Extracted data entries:
BEGIN

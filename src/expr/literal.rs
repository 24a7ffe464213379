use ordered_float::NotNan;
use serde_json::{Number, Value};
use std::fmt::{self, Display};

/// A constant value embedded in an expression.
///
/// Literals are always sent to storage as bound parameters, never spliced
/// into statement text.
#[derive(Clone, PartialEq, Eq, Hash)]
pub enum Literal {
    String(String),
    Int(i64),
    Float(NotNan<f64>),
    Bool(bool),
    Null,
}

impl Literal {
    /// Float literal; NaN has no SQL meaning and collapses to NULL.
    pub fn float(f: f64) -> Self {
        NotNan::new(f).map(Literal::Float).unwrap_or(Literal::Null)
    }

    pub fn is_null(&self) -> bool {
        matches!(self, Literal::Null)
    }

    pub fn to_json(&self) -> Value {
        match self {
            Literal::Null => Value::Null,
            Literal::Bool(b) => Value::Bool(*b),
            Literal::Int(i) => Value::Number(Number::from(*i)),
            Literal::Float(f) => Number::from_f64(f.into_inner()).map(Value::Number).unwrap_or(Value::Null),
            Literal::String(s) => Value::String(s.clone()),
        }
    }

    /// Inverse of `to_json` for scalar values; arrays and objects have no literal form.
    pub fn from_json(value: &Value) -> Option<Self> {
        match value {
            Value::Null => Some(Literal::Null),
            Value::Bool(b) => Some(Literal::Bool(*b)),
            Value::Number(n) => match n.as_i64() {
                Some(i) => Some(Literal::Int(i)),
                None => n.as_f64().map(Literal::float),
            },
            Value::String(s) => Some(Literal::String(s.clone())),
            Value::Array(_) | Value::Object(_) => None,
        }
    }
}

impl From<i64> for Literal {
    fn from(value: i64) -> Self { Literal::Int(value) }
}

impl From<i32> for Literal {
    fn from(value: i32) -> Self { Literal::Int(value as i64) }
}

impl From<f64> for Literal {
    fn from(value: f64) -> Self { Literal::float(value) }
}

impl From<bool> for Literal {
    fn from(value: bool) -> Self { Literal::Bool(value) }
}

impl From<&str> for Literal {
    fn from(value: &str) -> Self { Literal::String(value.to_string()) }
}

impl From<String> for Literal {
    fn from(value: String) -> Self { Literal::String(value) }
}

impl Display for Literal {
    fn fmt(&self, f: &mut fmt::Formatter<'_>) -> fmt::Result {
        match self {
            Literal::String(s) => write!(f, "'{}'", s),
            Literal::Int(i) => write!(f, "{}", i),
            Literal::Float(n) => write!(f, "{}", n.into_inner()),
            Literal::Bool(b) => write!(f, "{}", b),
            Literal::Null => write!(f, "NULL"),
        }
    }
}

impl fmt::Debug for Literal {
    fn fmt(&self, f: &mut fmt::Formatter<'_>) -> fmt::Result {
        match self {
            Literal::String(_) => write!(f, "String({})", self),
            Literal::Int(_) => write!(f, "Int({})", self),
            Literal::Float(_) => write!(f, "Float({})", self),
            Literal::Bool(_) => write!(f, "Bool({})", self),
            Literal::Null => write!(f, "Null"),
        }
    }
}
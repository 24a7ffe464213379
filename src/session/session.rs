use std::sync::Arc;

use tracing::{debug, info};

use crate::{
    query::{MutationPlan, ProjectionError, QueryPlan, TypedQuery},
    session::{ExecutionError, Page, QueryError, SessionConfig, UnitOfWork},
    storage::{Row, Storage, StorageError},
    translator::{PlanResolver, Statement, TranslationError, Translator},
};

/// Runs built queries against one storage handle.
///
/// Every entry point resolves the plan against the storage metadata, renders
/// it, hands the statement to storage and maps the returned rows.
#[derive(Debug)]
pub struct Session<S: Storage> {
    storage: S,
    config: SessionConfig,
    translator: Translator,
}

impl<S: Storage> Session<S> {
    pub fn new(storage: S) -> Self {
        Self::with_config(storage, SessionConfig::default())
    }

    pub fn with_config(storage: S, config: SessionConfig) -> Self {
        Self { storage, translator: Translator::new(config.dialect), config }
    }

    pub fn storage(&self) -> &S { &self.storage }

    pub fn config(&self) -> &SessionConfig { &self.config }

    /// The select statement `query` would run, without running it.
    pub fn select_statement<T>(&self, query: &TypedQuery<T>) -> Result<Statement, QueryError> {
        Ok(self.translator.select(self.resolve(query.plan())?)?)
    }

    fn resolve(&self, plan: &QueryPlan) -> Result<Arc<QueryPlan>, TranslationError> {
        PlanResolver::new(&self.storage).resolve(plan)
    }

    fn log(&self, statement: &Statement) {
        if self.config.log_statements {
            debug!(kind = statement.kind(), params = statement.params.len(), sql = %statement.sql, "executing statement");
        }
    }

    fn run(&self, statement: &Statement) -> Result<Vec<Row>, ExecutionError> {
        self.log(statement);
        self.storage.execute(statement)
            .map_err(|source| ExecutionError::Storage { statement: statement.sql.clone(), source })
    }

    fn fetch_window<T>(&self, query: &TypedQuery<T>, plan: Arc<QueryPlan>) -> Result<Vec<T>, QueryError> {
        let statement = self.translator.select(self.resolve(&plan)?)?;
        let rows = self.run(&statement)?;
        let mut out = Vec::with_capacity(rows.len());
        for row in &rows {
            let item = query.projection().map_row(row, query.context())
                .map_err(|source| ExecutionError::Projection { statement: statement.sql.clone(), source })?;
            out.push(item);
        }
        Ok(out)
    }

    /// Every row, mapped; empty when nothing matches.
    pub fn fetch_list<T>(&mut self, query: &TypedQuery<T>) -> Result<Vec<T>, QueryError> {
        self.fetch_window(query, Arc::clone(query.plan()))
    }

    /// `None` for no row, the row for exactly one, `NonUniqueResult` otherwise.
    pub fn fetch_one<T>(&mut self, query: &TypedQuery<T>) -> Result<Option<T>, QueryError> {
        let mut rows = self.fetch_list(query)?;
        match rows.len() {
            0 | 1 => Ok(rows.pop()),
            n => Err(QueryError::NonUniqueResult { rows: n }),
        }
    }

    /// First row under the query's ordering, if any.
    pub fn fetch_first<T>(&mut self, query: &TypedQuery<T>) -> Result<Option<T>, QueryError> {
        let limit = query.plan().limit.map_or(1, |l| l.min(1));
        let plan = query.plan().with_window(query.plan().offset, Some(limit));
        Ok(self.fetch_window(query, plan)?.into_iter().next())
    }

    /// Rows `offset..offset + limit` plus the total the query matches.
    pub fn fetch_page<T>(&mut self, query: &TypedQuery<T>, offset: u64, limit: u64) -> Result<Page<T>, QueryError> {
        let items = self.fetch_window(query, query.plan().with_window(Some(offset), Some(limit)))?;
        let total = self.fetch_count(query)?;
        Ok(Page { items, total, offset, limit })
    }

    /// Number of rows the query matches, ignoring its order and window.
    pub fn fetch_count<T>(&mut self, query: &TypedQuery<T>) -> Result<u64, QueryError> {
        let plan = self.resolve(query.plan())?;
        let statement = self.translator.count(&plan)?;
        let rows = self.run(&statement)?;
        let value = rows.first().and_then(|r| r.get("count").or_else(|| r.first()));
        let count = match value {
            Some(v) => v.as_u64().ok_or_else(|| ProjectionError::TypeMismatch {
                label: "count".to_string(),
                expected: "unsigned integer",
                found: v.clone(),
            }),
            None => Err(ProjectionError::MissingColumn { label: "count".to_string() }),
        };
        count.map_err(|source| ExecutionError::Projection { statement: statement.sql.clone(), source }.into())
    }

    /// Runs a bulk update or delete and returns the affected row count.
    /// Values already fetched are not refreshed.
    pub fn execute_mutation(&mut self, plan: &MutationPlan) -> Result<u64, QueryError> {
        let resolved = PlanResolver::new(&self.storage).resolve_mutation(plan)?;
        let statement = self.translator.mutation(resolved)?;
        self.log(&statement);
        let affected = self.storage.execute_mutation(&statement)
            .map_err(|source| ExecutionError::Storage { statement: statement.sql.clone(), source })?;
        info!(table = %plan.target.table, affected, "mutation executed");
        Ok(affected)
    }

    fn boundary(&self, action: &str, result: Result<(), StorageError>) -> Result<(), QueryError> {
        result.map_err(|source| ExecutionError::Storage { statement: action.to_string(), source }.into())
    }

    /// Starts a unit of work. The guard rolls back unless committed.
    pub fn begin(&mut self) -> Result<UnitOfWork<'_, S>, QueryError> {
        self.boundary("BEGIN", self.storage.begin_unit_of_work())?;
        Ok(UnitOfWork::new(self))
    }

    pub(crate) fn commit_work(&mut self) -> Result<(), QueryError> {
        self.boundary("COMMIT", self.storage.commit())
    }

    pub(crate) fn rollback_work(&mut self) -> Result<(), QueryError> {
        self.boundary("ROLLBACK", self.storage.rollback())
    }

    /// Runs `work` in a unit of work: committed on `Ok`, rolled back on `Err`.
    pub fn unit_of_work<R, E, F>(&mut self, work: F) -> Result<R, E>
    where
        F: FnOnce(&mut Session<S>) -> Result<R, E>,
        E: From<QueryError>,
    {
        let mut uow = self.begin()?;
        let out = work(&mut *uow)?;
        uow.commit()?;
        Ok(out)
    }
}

END
BEGIN

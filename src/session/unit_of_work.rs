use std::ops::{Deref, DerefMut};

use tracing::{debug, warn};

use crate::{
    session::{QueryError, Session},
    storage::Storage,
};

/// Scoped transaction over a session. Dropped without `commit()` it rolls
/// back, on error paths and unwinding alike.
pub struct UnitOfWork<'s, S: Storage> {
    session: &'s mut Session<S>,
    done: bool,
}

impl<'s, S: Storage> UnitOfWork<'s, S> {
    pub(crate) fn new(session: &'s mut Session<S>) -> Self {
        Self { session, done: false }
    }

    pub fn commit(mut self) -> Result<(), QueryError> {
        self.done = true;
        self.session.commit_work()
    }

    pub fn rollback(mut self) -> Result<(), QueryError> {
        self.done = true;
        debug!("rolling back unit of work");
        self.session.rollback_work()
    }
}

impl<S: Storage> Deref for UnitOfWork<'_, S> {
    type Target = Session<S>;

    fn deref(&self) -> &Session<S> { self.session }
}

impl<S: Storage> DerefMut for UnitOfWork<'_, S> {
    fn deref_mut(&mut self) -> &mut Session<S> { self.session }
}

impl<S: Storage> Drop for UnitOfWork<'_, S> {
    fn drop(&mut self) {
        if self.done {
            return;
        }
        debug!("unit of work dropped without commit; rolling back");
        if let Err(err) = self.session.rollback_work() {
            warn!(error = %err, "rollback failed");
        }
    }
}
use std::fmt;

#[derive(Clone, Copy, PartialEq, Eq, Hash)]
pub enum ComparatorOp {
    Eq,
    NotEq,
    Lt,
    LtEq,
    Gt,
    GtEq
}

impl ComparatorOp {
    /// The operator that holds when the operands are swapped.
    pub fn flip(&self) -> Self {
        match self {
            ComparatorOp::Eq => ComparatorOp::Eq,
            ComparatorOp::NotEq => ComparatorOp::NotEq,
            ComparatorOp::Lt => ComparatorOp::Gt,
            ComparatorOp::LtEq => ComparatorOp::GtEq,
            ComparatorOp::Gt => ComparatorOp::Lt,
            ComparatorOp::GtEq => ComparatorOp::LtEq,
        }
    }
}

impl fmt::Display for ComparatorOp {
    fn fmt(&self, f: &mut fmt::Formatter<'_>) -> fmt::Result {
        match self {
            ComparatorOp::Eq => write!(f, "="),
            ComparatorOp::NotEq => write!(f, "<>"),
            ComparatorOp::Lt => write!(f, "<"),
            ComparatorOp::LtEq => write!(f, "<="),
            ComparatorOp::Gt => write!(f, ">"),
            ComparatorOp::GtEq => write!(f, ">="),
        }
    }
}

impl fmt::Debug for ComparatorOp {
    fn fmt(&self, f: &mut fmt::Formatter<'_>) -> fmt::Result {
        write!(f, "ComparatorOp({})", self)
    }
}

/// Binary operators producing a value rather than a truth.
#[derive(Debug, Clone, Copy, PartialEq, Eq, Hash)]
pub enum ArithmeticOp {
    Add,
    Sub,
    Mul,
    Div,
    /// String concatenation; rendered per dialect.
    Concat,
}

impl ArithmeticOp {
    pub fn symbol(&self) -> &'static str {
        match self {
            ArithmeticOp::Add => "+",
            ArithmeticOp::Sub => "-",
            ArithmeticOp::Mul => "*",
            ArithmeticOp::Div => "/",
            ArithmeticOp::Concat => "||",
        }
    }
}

END
BEGIN

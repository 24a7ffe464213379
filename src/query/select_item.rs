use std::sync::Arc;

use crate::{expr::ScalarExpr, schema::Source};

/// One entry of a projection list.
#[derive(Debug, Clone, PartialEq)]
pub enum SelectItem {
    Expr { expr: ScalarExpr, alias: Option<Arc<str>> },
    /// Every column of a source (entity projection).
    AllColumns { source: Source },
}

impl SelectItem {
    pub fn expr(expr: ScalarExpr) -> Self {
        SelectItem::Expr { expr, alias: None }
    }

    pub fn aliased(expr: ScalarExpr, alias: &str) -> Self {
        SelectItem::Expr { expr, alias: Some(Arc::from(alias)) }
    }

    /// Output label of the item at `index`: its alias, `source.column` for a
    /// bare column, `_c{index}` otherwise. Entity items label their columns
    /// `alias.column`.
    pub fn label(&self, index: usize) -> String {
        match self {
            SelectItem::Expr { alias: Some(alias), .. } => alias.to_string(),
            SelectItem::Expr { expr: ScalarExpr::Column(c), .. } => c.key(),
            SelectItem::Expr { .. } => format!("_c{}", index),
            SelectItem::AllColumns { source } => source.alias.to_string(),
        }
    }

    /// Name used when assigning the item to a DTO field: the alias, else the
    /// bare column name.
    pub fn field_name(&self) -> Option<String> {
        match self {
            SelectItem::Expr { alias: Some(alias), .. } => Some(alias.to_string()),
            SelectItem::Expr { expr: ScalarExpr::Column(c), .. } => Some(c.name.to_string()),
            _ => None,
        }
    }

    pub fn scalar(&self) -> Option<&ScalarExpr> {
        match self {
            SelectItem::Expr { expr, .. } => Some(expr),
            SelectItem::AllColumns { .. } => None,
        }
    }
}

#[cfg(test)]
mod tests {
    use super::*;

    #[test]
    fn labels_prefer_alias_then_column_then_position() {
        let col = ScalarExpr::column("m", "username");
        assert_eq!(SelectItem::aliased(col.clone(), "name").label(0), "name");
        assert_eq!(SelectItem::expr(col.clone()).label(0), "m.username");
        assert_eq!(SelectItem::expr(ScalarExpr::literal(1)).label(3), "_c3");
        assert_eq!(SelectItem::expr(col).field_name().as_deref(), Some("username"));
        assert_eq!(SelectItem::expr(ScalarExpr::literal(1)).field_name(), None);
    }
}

END

### What the task asks
Using the data above, transcribe the lines that run from the line with "Self::with_config(storage, SessionConfig::default())" to the line with "pub fn fetch_list<T>(&mut", both ends kept, and output nothing else.

### Expected output
        Self::with_config(storage, SessionConfig::default())
    }

    pub fn with_config(storage: S, config: SessionConfig) -> Self {
        Self { storage, translator: Translator::new(config.dialect), config }
    }

    pub fn storage(&self) -> &S { &self.storage }

    pub fn config(&self) -> &SessionConfig { &self.config }

    /// The select statement `query` would run, without running it.
    pub fn select_statement<T>(&self, query: &TypedQuery<T>) -> Result<Statement, QueryError> {
        Ok(self.translator.select(self.resolve(query.plan())?)?)
    }

    fn resolve(&self, plan: &QueryPlan) -> Result<Arc<QueryPlan>, TranslationError> {
        PlanResolver::new(&self.storage).resolve(plan)
    }

    fn log(&self, statement: &Statement) {
        if self.config.log_statements {
            debug!(kind = statement.kind(), params = statement.params.len(), sql = %statement.sql, "executing statement");
        }
    }

    fn run(&self, statement: &Statement) -> Result<Vec<Row>, ExecutionError> {
        self.log(statement);
        self.storage.execute(statement)
            .map_err(|source| ExecutionError::Storage { statement: statement.sql.clone(), source })
    }

    fn fetch_window<T>(&self, query: &TypedQuery<T>, plan: Arc<QueryPlan>) -> Result<Vec<T>, QueryError> {
        let statement = self.translator.select(self.resolve(&plan)?)?;
        let rows = self.run(&statement)?;
        let mut out = Vec::with_capacity(rows.len());
        for row in &rows {
            let item = query.projection().map_row(row, query.context())
                .map_err(|source| ExecutionError::Projection { statement: statement.sql.clone(), source })?;
            out.push(item);
        }
        Ok(out)
    }

    /// Every row, mapped; empty when nothing matches.
    pub fn fetch_list<T>(&mut self, query: &TypedQuery<T>) -> Result<Vec<T>, QueryError> {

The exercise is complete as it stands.